-
Notifications
You must be signed in to change notification settings - Fork 34
Description
❌ This issue is not open for contribution. Visit Contributing guidelines to learn about the contributing process and how to find suitable issues.
Overview
Migrate le_utils/constants/languages.py from the legacy JSON-as-data approach to the modern spec + code generation system. This is the most complex module with 1,141 lines of language data, custom namedtuple properties, and multiple helper functions.
Context
Currently, le_utils/constants/languages.py uses the legacy approach:
- Loads
resources/languagelookup.json(22,820 bytes, 1,141 lines!) - Custom Language namedtuple with
code,id, andfirst_native_nameproperties - Multiple helper functions:
getlang(),getlang_by_name(),getlang_by_native_name(),getlang_by_alpha2() - RTL language list:
RTL_LANG_CODES - No JavaScript export available
Current Structure
File: le_utils/resources/languagelookup.json (1,141 language entries)
{
"aa": {
"name": "Afar",
"native_name": "Afaraf"
},
"en": {
"name": "English",
"native_name": "English"
},
"es-MX": {
"name": "Spanish (Mexico)",
"native_name": "Español (México)"
},
...
}Python module has:
- Custom Language namedtuple with properties:
codeproperty: combinesprimary_codeandsubcode(e.g., "en-US")idproperty: alias forcodefirst_native_nameproperty: first name from comma-separated list
- Helper functions for lookups by various criteria
- RTL language codes list
Target Spec Format
Create spec/constants-languages.json with all language data:
{
"namedtuple": {
"name": "Language",
"fields": ["native_name", "primary_code", "subcode", "name"],
"properties": {
"code": "return '{}-{}'.format(self.primary_code, self.subcode) if self.subcode else self.primary_code",
"id": "return self.code",
"first_native_name": "return self.native_name.split(',')[0]"
}
},
"rtl_codes": ["ar", "arq", "dv", "he", "fa", "ps", "ur", "yi"],
"constants": {
"aa": {
"name": "Afar",
"native_name": "Afaraf"
},
"en": {
"name": "English",
"native_name": "English"
},
"es-MX": {
"name": "Spanish (Mexico)",
"native_name": "Español (México)"
}
}
}Copy all 1,141 entries from languagelookup.json. The generation script will parse language codes (e.g., "es-MX") into primary_code="es" and subcode="MX".

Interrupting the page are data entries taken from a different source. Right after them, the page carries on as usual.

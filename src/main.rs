//! Intuition - Localized message lookup server
//!
//! Serves cached Intuition messages over HTTP.

use std::net::SocketAddr;

use anyhow::Context;
use tokio::signal;
use tracing::{info, warn};
use tracing_subscriber::{layer::SubscriberExt, util::SubscriberInitExt};

use intuition::api::{create_router, AppState};
use intuition::Config;

/// Main entry point for the Intuition lookup server.
///
/// # Startup Sequence
/// 1. Initialize tracing subscriber for logging
/// 2. Load configuration from environment variables
/// 3. Create the message cache and its translation directory
/// 4. Create Axum router with all endpoints
/// 5. Start HTTP server on configured port
/// 6. Handle graceful shutdown on SIGINT/SIGTERM
#[tokio::main]
async fn main() -> anyhow::Result<()> {
    // Defaults to "info" level, can be overridden with RUST_LOG env var
    tracing_subscriber::registry()
        .with(
            tracing_subscriber::EnvFilter::try_from_default_env()
                .unwrap_or_else(|_| "intuition=info,tower_http=info".into()),
        )
        .with(tracing_subscriber::fmt::layer())
        .init();

    info!("Starting Intuition lookup server");

    let config = Config::from_env();
    info!(
        "Configuration loaded: domain={:?}, language={}, path={}, cache_time={}s, update_on_missing={}, port={}",
        config.domain,
        config.language,
        config.translation_path.display(),
        config.cache_time,
        config.update_on_missing,
        config.server_port
    );

    // The blocking HTTP client must be built off the async workers
    let state = {
        let config = config.clone();
        tokio::task::spawn_blocking(move || AppState::from_config(&config))
            .await
            .context("Cache setup task failed")?
            .context("Failed to create message cache")?
    };
    info!("Message cache initialized");

    // Held so the cache is dropped off the async workers after shutdown
    let retained = state.clone();

    let app = create_router(state);

    let addr = SocketAddr::from(([0, 0, 0, 0], config.server_port));
    let listener = tokio::net::TcpListener::bind(addr)
        .await
        .with_context(|| format!("Failed to bind {}", addr))?;
    info!("Server listening on http://{}", addr);

    axum::serve(listener, app)
        .with_graceful_shutdown(shutdown_signal())
        .await
        .context("Server error")?;

    tokio::task::spawn_blocking(move || drop(retained))
        .await
        .context("Cache teardown task failed")?;

    info!("Server shutdown complete");
    Ok(())
}

/// Waits for shutdown signal (Ctrl+C or SIGTERM).
async fn shutdown_signal() {
    let ctrl_c = async {
        if let Err(e) = signal::ctrl_c().await {
            warn!("Failed to install Ctrl+C handler: {}", e);
            std::future::pending::<()>().await;
        }
    };

    #[cfg(unix)]
    let terminate = async {
        match signal::unix::signal(signal::unix::SignalKind::terminate()) {
            Ok(mut sigterm) => {
                sigterm.recv().await;
            }
            Err(e) => {
                warn!("Failed to install SIGTERM handler: {}", e);
                std::future::pending::<()>().await;
            }
        }
    };

    #[cfg(not(unix))]
    let terminate = std::future::pending::<()>();

    tokio::select! {
        _ = ctrl_c => {
            info!("Received Ctrl+C, initiating shutdown...");
        }
        _ = terminate => {
            info!("Received SIGTERM, initiating shutdown...");
        }
    }
}
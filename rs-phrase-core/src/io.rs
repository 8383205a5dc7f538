use std::ffi::OsStr;
use std::path::{Path, PathBuf};
use std::{env, fs};

use crate::error::{Error, Result};

/// Reads a whole text file.
///
/// - Fails with `Error::Io` if the file cannot be read
/// - Fails with `Error::InvalidInput` if the content is not valid UTF-8
pub fn read_text<P: AsRef<Path>>(filename: P) -> Result<String> {
	let bytes = fs::read(filename.as_ref())?;
	decode_text(bytes)
}

/// Decodes raw bytes as UTF-8 text.
pub fn decode_text(bytes: Vec<u8>) -> Result<String> {
	String::from_utf8(bytes).map_err(|e| Error::InvalidInput(format!("text is not valid UTF-8: {e}")))
}

/// Normalize a folder path.
///
/// - `"."` or `"./"` resolves to the current working directory
/// - Other paths are returned as-is (not canonicalized)
pub(crate) fn normalize_folder(input: &str) -> PathBuf {
	if input == "." || input == "./" {
		env::current_dir().unwrap_or_else(|_| PathBuf::from("."))
	} else {
		PathBuf::from(input)
	}
}

/// Lists the stems of all files with a given extension in a directory.
///
/// Example: a folder holding `a.dict`, `b.dict` and `c.txt` gives
/// `["a", "b"]` for the `"dict"` extension. The result is sorted.
pub(crate) fn list_stems<P: AsRef<Path>>(dir: P, extension: &str) -> Result<Vec<String>> {
	let mut stems = Vec::new();

	for entry in fs::read_dir(dir)? {
		let path = entry?.path();

		if path.is_file() && path.extension() == Some(OsStr::new(extension)) {
			if let Some(stem) = path.file_stem() {
				stems.push(stem.to_string_lossy().to_string());
			}
		}
	}

	stems.sort();
	Ok(stems)
}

Note: The properties metadata tells the generation script to add @property methods to the namedtuple class.
Generation Script Enhancement
Update scripts/generate_from_specs.py to handle:
- Namedtuple properties from
propertiesmetadata - RTL codes list from
rtl_codesmetadata - Helper functions for language lookups:
getlang(code)- lookup by codegetlang_by_name(name)- case-insensitive lookup by English namegetlang_by_native_name(native_name)- case-insensitive lookupgetlang_by_alpha2(alpha2)- lookup by 2-letter code
Generated Output Example
Python (le_utils/constants/languages.py):
# Generated by scripts/generate_from_specs.py
from collections import namedtuple
class Language(namedtuple("Language", ["native_name", "primary_code", "subcode", "name"])):
@property
def code(self):
return "{}-{}".format(self.primary_code, self.subcode) if self.subcode else self.primary_code
@property
def id(self):
return self.code
@property
def first_native_name(self):
return self.native_name.split(",")[0]
RTL_LANG_CODES = ["ar", "arq", "dv", "he", "fa", "ps", "ur", "yi"]
LANGUAGELIST = [
Language(native_name="Afaraf", primary_code="aa", subcode=None, name="Afar"),
Language(native_name="English", primary_code="en", subcode=None, name="English"),
Language(native_name="Español (México)", primary_code="es", subcode="MX", name="Spanish (Mexico)"),
# ... (1,141 total)
]
_LANGUAGELOOKUP = {lang.code: lang for lang in LANGUAGELIST}
_LANGUAGELOOKUP_BY_NAME = {lang.name.lower(): lang for lang in LANGUAGELIST}
_LANGUAGELOOKUP_BY_NATIVE_NAME = {lang.native_name.lower(): lang for lang in LANGUAGELIST}
_LANGUAGELOOKUP_BY_ALPHA2 = {lang.primary_code: lang for lang in LANGUAGELIST if not lang.subcode}
def getlang(code, default=None):
return _LANGUAGELOOKUP.get(code) or default
def getlang_by_name(name, default=None):
return _LANGUAGELOOKUP_BY_NAME.get(name.lower()) or default
def getlang_by_native_name(native_name, default=None):
return _LANGUAGELOOKUP_BY_NATIVE_NAME.get(native_name.lower()) or default
def getlang_by_alpha2(alpha2, default=None):
return _LANGUAGELOOKUP_BY_ALPHA2.get(alpha2) or defaultJavaScript (js/Languages.js):
// Generated by scripts/generate_from_specs.py
export const RTL_LANG_CODES = ["ar", "arq", "dv", "he", "fa", "ps", "ur", "yi"];
export const LanguagesList = [
{ native_name: "Afaraf", primary_code: "aa", subcode: null, name: "Afar", code: "aa", first_native_name: "Afaraf" },
{ native_name: "English", primary_code: "en", subcode: null, name: "English", code: "en", first_native_name: "English" },
{ native_name: "Español (México)", primary_code: "es", subcode: "MX", name: "Spanish (Mexico)", code: "es-MX", first_native_name: "Español (México)" },
// ...
];
export const LanguagesMap = new Map(
LanguagesList.map(lang => [lang.code, lang])
);
export function getLanguage(code) {
return LanguagesMap.get(code) || null;
}
export function getLanguageByName(name) {
return LanguagesList.find(lang => lang.name.toLowerCase() === name.toLowerCase()) || null;
}
export function getLanguageByNativeName(nativeName) {
return LanguagesList.find(lang => lang.native_name.toLowerCase() === nativeName.toLowerCase()) || null;
}
export function getLanguageByAlpha2(alpha2) {
return LanguagesList.find(lang => lang.primary_code === alpha2 && !lang.subcode) || null;
}Testing Updates
Files: tests/test_languages.py and tests/test_getlangs.py
Update to test against spec:
spec_path = os.path.join(os.path.dirname(__file__), "..", "spec", "constants-languages.json")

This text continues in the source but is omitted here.